_Brief_
Looking through the data below, work out how many lines have the word "true". Reply with that number only.

Saved entries
═══
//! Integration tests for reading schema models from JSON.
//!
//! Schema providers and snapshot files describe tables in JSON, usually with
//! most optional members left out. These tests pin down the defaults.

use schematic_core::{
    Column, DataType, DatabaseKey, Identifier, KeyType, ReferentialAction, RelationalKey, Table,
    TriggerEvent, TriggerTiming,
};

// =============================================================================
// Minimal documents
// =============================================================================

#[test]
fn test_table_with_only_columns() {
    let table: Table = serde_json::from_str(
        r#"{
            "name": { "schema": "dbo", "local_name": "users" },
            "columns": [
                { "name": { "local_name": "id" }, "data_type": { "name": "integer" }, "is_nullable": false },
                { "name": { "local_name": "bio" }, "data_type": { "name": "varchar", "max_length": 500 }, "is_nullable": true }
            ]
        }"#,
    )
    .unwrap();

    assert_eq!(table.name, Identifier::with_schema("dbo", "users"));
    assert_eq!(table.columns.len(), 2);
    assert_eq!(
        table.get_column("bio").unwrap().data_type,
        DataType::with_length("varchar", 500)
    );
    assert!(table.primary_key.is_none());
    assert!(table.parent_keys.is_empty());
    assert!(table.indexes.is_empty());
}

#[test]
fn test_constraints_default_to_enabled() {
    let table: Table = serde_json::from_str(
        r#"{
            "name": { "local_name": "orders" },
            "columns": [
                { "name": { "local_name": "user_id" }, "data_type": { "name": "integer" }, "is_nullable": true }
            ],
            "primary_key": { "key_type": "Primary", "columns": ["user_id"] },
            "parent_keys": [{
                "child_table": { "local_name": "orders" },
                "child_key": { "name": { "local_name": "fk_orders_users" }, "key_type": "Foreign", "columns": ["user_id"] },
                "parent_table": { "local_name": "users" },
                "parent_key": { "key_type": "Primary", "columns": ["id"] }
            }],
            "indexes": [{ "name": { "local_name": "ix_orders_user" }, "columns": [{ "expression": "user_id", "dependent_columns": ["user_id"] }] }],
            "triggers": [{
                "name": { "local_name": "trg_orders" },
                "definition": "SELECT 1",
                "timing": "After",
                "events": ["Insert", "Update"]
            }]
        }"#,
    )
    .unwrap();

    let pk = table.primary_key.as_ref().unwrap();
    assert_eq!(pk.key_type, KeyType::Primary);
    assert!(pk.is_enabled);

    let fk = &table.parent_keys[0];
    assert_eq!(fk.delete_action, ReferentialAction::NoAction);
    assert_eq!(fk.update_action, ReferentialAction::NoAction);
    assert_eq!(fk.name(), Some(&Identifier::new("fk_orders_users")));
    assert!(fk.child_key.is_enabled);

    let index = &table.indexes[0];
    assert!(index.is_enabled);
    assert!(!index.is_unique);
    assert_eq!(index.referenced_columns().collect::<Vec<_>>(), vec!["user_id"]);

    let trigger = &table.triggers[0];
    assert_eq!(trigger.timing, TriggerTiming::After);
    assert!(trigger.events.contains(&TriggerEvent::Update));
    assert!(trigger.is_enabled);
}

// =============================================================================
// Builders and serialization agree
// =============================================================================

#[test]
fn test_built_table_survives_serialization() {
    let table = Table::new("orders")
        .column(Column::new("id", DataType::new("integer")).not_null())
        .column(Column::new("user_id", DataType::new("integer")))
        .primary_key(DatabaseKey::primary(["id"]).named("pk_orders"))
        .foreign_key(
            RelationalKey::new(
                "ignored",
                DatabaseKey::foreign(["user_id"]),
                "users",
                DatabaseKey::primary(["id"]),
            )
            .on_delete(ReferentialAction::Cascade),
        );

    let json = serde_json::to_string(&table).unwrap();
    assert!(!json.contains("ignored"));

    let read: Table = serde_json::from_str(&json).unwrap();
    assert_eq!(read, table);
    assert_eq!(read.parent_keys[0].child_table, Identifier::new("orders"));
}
═══
_Task solution_
2